Arbeit am Kunstwerk
Zur Überlebensfähigkeit eines ungebräuchlichen Begriffs in der Gegenwart
Freitag, 10. Oktober 2014
Aktsaal, Fersteltrakt, 2. Stock
Universität für Angewandte Kunst
14:30-15:00 Eva Kernbauer, Einführung
15:00-16:00 Tobias Vogt (Berlin), Arbeit am Zertifikat
Pause
16:30-17:30 Peter J. Schneemann (Bern), Das Werk zwischen Imagination und Erinnerung. Anachronismen in der Kunstbetrachtung
17:30-18:30 Angela Matyssek (Münster), Zwischenräume von Produktion und Rezeption: „Werke“ in
institutionellen Arbeitsprozessen
18:30 Uhr Diskussion
Tobias Vogt (Berlin): Arbeit am Zertifikat
Während die Künstlerinnen und Künstler der Moderne sich zumeist für den Rand des Werks als Ort der Signierung, Datierung oder Betitelung entschieden, haben seit den 1960er Jahren zwei gegenläufige Entwicklungen zugenommen: Entweder rücken diese Merkmale der Authentifizierung ganz vom Werk ab und stehen auf einem separaten Zertifikat, oder die Kunstschaffenden greifen Formen und Funktionen dieser Merkmale unterschiedlich auf und stellen sie formal wie thematisch ins Zentrum des Werks. Der Vortrag untersucht diese Prozesse und richtet sein besonderes Augenmerk auf diejenigen Zertifikate, die – signiert, datiert und betitelt – neuerdings als Werke auftreten.
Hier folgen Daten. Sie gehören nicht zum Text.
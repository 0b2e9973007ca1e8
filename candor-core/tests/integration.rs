//! Integration tests for the candor ingestion pipeline
//!
//! These tests run the full enqueue/flush/maintenance flow over a real
//! SQLite file in a temp directory, with a scripted transport standing in
//! for the collector.

use std::sync::{Arc, Mutex};

use chrono::{DateTime, Duration, TimeZone, Utc};
use tempfile::TempDir;

use async_trait::async_trait;
use candor_core::config::PipelineConfig;
use candor_core::consent::{AllowAll, StaticConsent};
use candor_core::db::EventStore;
use candor_core::pipeline::{
    BatchTransport, IngestClient, ScriptedTransport, TransportReply, Uploader,
};
use candor_core::types::{CaptureEvent, Modality, PrivacyScope, StoreOutcome};
use candor_core::{Error, Result};

fn t0() -> DateTime<Utc> {
    Utc.with_ymd_and_hms(2026, 3, 1, 12, 0, 0).unwrap()
}

fn make_event(identity: &str, offset_secs: i64) -> CaptureEvent {
    CaptureEvent {
        identity: identity.to_string(),
        event_type: "key_burst".to_string(),
        occurred_at: t0() + Duration::seconds(offset_secs),
        payload: identity.as_bytes().to_vec(),
        source_tag: "keystroke".to_string(),
        privacy_scope: PrivacyScope::Shared,
        consent_version: 1,
    }
}

fn open_store(dir: &TempDir) -> Arc<EventStore> {
    let store = Arc::new(EventStore::open(&dir.path().join("queue.db")).unwrap());
    store.migrate().unwrap();
    store
}

fn build_client(
    store: Arc<EventStore>,
    transport: Arc<dyn BatchTransport>,
    config: PipelineConfig,
) -> Arc<IngestClient> {
    let uploader = Uploader::with_transport(transport, "device-1", 3);
    IngestClient::new(store, Some(uploader), Arc::new(AllowAll), config).unwrap()
}

/// Transport that records the idempotency keys of every batch it receives,
/// in order, and acknowledges everything with 200.
struct RecordingTransport {
    batches: Mutex<Vec<Vec<String>>>,
}

impl RecordingTransport {
    fn new() -> Self {
        Self {
            batches: Mutex::new(Vec::new()),
        }
    }

    fn batches(&self) -> Vec<Vec<String>> {
        self.batches.lock().unwrap().clone()
    }
}

#[async_trait]
impl BatchTransport for RecordingTransport {
    async fn send(
        &self,
        request: &candor_core::pipeline::uploader::BatchRequest,
    ) -> Result<TransportReply> {
        let keys: Vec<String> = request
            .events
            .iter()
            .map(|e| e.idempotency_key.clone())
            .collect();
        self.batches.lock().unwrap().push(keys);
        Ok(TransportReply {
            status: 200,
            body: String::new(),
        })
    }
}

// ============================================
// Durability and Idempotency
// ============================================

#[tokio::test(start_paused = true)]
async fn test_events_survive_restart() {
    let dir = TempDir::new().unwrap();
    let config = PipelineConfig {
        batch_size: 100,
        ..Default::default()
    };

    // First process: enqueue without delivering
    {
        let store = open_store(&dir);
        let client = IngestClient::new(
            store,
            None,
            Arc::new(AllowAll),
            config.clone(),
        )
        .unwrap();
        for i in 0..5 {
            client
                .enqueue(make_event(&format!("evt-{}", i), i))
                .await
                .unwrap();
        }
        assert_eq!(client.pending_count(), 5);
    }

    // Second process: events are still there and get delivered
    let store = open_store(&dir);
    let transport = Arc::new(ScriptedTransport::new(vec![]));
    let client = build_client(store, transport, config);
    assert_eq!(client.pending_count(), 5);

    assert!(client.flush().await.unwrap());
    assert_eq!(client.pending_count(), 0);
    assert_eq!(client.stats().total_uploaded, 5);
}

#[tokio::test(start_paused = true)]
async fn test_resubmission_after_restart_is_deduped() {
    let dir = TempDir::new().unwrap();
    let config = PipelineConfig {
        batch_size: 100,
        ..Default::default()
    };

    {
        let store = open_store(&dir);
        let client =
            IngestClient::new(store, None, Arc::new(AllowAll), config.clone()).unwrap();
        client.enqueue(make_event("evt-1", 0)).await.unwrap();
    }

    // A crashed producer re-submits the same event on the next run
    let store = open_store(&dir);
    let client = IngestClient::new(store, None, Arc::new(AllowAll), config).unwrap();
    assert_eq!(
        client.enqueue(make_event("evt-1", 0)).await.unwrap(),
        StoreOutcome::DuplicateSkipped
    );
    assert_eq!(client.pending_count(), 1);
}

#[tokio::test(start_paused = true)]
async fn test_tombstone_dedups_after_delivery_and_restart() {
    let dir = TempDir::new().unwrap();
    let config = PipelineConfig {
        batch_size: 5,
        ..Default::default()
    };

    {
        let store = open_store(&dir);
        let transport = Arc::new(ScriptedTransport::new(vec![]));
        let client = build_client(store, transport, config.clone());
        client.enqueue(make_event("evt-1", 0)).await.unwrap();
        assert!(client.flush().await.unwrap());
        assert_eq!(client.pending_count(), 0);
    }

    // Delivered and gone from the queue, but the tombstone still rejects
    // a replay in a later process
    let store = open_store(&dir);
    let transport = Arc::new(ScriptedTransport::new(vec![]));
    let client = build_client(store, transport, config);
    assert_eq!(
        client.enqueue(make_event("evt-1", 0)).await.unwrap(),
        StoreOutcome::DuplicateSkipped
    );
    assert_eq!(client.pending_count(), 0);
}

// ============================================
// Delivery Ordering and Batching
// ============================================

#[tokio::test(start_paused = true)]
async fn test_delivery_preserves_occurrence_order() {
    let dir = TempDir::new().unwrap();
    let config = PipelineConfig {
        batch_size: 4,
        ..Default::default()
    };
    let store = open_store(&dir);
    let transport = Arc::new(RecordingTransport::new());
    let client = build_client(store.clone(), transport.clone(), config);

    // Persist out of occurrence order, straight through the store so no
    // size-triggered flush interleaves with the setup
    let offsets = [7, 2, 9, 0, 5, 3, 8, 1, 6, 4];
    let mut expected: Vec<(i64, String)> = Vec::new();
    for (i, offset) in offsets.iter().enumerate() {
        let event = make_event(&format!("evt-{}", i), *offset);
        expected.push((*offset, event.idempotency_key()));
        store.store(&event, Utc::now()).unwrap();
    }
    expected.sort_by_key(|(offset, _)| *offset);
    let expected: Vec<String> = expected.into_iter().map(|(_, key)| key).collect();

    // First flush delivers full batches (4 + 4); the 2-event tail waits for
    // the next call
    client.flush().await.unwrap();
    client.flush().await.unwrap();

    let delivered: Vec<String> = transport.batches().into_iter().flatten().collect();
    assert_eq!(delivered, expected, "wire order must follow occurred_at");
    assert_eq!(store.pending_count().unwrap(), 0);
}

#[tokio::test(start_paused = true)]
async fn test_transient_failures_recover_within_call() {
    let dir = TempDir::new().unwrap();
    let config = PipelineConfig {
        batch_size: 5,
        ..Default::default()
    };
    let store = open_store(&dir);
    let transport = Arc::new(ScriptedTransport::new(vec![
        ScriptedTransport::reply(503),
        ScriptedTransport::reply(429),
        ScriptedTransport::reply(200),
    ]));
    let client = build_client(store, transport.clone(), config);

    client.enqueue(make_event("evt-1", 0)).await.unwrap();
    assert!(client.flush().await.unwrap());
    assert_eq!(transport.calls(), 3);
    assert_eq!(client.pending_count(), 0);
}

// ============================================
// Failure Handling and Backoff
// ============================================

#[tokio::test(start_paused = true)]
async fn test_failed_batch_backs_off_and_stays_queued() {
    let dir = TempDir::new().unwrap();
    let config = PipelineConfig {
        batch_size: 5,
        retry_base_secs: 60,
        retry_cap_secs: 3600,
        ..Default::default()
    };
    let store = open_store(&dir);
    let transport = Arc::new(ScriptedTransport::new(vec![ScriptedTransport::reply(400)]));
    let client = build_client(store, transport, config);

    client.enqueue(make_event("evt-1", 0)).await.unwrap();
    assert!(!client.flush().await.unwrap());
    assert_eq!(client.pending_count(), 1);

    // Still backing off: an immediate flush finds nothing due
    assert!(!client.flush().await.unwrap());
    assert_eq!(client.pending_count(), 1);

    // The event is still pending and becomes due once the window passes
    let due = client
        .queue()
        .get_pending_events(10, Utc::now() + Duration::hours(1))
        .unwrap();
    assert_eq!(due.len(), 1);
    assert_eq!(due[0].retry_count, 1);
    assert!(due[0].last_error.as_deref().unwrap_or("").contains("400"));
}

#[tokio::test(start_paused = true)]
async fn test_backoff_grows_per_failure() {
    let dir = TempDir::new().unwrap();
    let config = PipelineConfig {
        batch_size: 5,
        retry_base_secs: 60,
        retry_cap_secs: 3600,
        ..Default::default()
    };
    let store = open_store(&dir);
    let client = build_client(
        store.clone(),
        Arc::new(ScriptedTransport::new(vec![])),
        config.clone(),
    );

    client.enqueue(make_event("evt-1", 0)).await.unwrap();
    let id = store.get_pending_events(1, Utc::now()).unwrap()[0].id;

    let mut windows = Vec::new();
    for _ in 0..4 {
        let before = Utc::now();
        client
            .queue()
            .record_batch_retry_failure(&[id], "HTTP 503", before)
            .unwrap();
        // Find how far out the event was pushed
        let row = store
            .get_pending_events(1, before + Duration::days(30))
            .unwrap();
        let next = row[0].next_retry_at.unwrap();
        windows.push((next - before).num_seconds());
    }

    // 60, 120, 240, 480: doubling per recorded failure
    assert!(
        windows.windows(2).all(|w| w[1] >= w[0] * 2),
        "backoff must grow: {:?}",
        windows
    );
}

#[tokio::test(start_paused = true)]
async fn test_maintenance_drops_poison_events() {
    let dir = TempDir::new().unwrap();
    let config = PipelineConfig {
        batch_size: 5,
        max_retries: 3,
        ..Default::default()
    };
    let store = open_store(&dir);
    let client = build_client(
        store.clone(),
        Arc::new(ScriptedTransport::new(vec![])),
        config,
    );

    client.enqueue(make_event("poison", 0)).await.unwrap();
    let id = store.get_pending_events(1, Utc::now()).unwrap()[0].id;
    for _ in 0..3 {
        client
            .queue()
            .record_batch_retry_failure(&[id], "HTTP 500", Utc::now())
            .unwrap();
    }

    let report = client.queue().run_maintenance(Utc::now()).unwrap();
    assert_eq!(report.failed_dropped, 1);
    assert_eq!(client.queue().pending_count().unwrap(), 0);
}

// ============================================
// Capacity and Consent
// ============================================

#[tokio::test(start_paused = true)]
async fn test_queue_capacity_is_bounded() {
    let dir = TempDir::new().unwrap();
    let config = PipelineConfig {
        batch_size: 2,
        max_queue_size: 4,
        ..Default::default()
    };
    let store = open_store(&dir);
    // Uploads permanently fail, so the queue cannot drain
    let transport = Arc::new(ScriptedTransport::new(
        (0..20).map(|_| ScriptedTransport::reply(400)).collect(),
    ));
    let client = build_client(store, transport, config);

    for i in 0..4 {
        client
            .enqueue(make_event(&format!("evt-{}", i), i))
            .await
            .unwrap();
    }

    let err = client.enqueue(make_event("evt-over", 99)).await.unwrap_err();
    assert!(matches!(err, Error::QueueFull(_)));
    assert_eq!(client.pending_count(), 4);
}

#[tokio::test(start_paused = true)]
async fn test_consent_gating_end_to_end() {
    let dir = TempDir::new().unwrap();
    let store = open_store(&dir);
    let uploader = Uploader::with_transport(
        Arc::new(ScriptedTransport::new(vec![])),
        "device-1",
        3,
    );
    let consent = StaticConsent::new(vec![Modality::Keystroke]);
    let client = IngestClient::new(
        store.clone(),
        Some(uploader),
        Arc::new(consent),
        PipelineConfig::default(),
    )
    .unwrap();

    // Keystroke is permitted
    client.enqueue(make_event("evt-1", 0)).await.unwrap();

    // Audio is not; nothing reaches the store
    let mut denied = make_event("evt-2", 1);
    denied.source_tag = "audio.mic".to_string();
    let err = client.enqueue(denied).await.unwrap_err();
    assert!(matches!(err, Error::ConsentDenied(_)));

    assert_eq!(store.total_count().unwrap(), 1);
}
Tobias Vogt ist wissenschaftlicher Mitarbeiter am Kunsthistorischen Institut der Freien Universität Berlin, wo er in diesem Wintersemester Gregor Stemmrich vertritt. Zu seinen Forschungsschwerpunkten gehören die Gegenwartskunst, Bild und Text in der Moderne sowie das Zusammenspiel von Werken und Waren ab 1800. Er promovierte über „Untitled“ und habilitiert sich derzeit über „Artikel der Kunst. Alltagsobjekt und Wortspiel in Frankreich“. Zuletzt war er Mitherausgeber des Handbuchs „Kunst ↔ Begriffe der Gegenwart. Von Allegorie bis Zip“, Köln 2013.
Peter J. Schneemann (Bern): Das Werk zwischen Imagination und Erinnerung. Anachronismen in der Kunstbetrachtung
Angela Matyssek (Münster): Zwischenräume von Produktion und Rezeption: „Werke“ in
institutionellen Arbeitsprozessen
„Werke“ der Gegenwartskunst sind in den letzten 30 Jahren in mehrfacher Hinsicht „in Arbeit“. Jenseits kunsttheoretischer Fragen besteht die grundlegende (auch praktisch zu entscheidende) Herausforderung für das Erhalten einmal hergestellter Kunst darin, herauszufinden was genau jeweils für ein bestimmtes „Werk“ essentiell ist, um es als es selbst zu tradieren. Forschungen zum Umgang mit Kunst, zu ihrer Musealisierung, Konservierung und den ihnen unterliegenden Theorien und Praktiken sind bisher kaum Teil der Kunstgeschichte. Anhand von Beispielen gehe ich den Möglichkeiten, aber auch den Herausforderungen einer solchen Perspektiverweiterung nach: Welche Akteure, Quellen, Methoden und welches Verständnis von „Werk“ impliziert sie? Woran kann dieses Verständnis vom Kunstwerk anknüpfen? „Werke“ unterliegen aus dieser historischen oder besser biographischen Sicht notwendigerweise immer Veränderungen und sie werden durch institutionelle Praktiken wie die Konservierung immer wieder neu stabilisiert. Damit argumentiere ich für ein prozessuales Verständnis von Kunstwerken, das neben der Kunst und den Rezipienten auch die Geschichtlichkeit mitdenkt.
Angela Matyssek ist wissenschaftliche Mitarbeiterin am Kunstgeschichtlichen Institut der Philipps-Universität Marburg und arbeitet an einem Projekt zu den Theorien und Praktiken des Originalen und Authentischen in der Kunst, Kunstgeschichte und Konservierung seit 1960. Zu ihren Buchpublikationen zählen „Kunstgeschichte als fotografische Praxis. Richard Hamann und Foto Marburg“, Berlin 2009 und als Herausgeberin „Wann stirbt ein Kunstwerk? Konservierungen des Originalen in der Gegenwartskunst“, München 2010.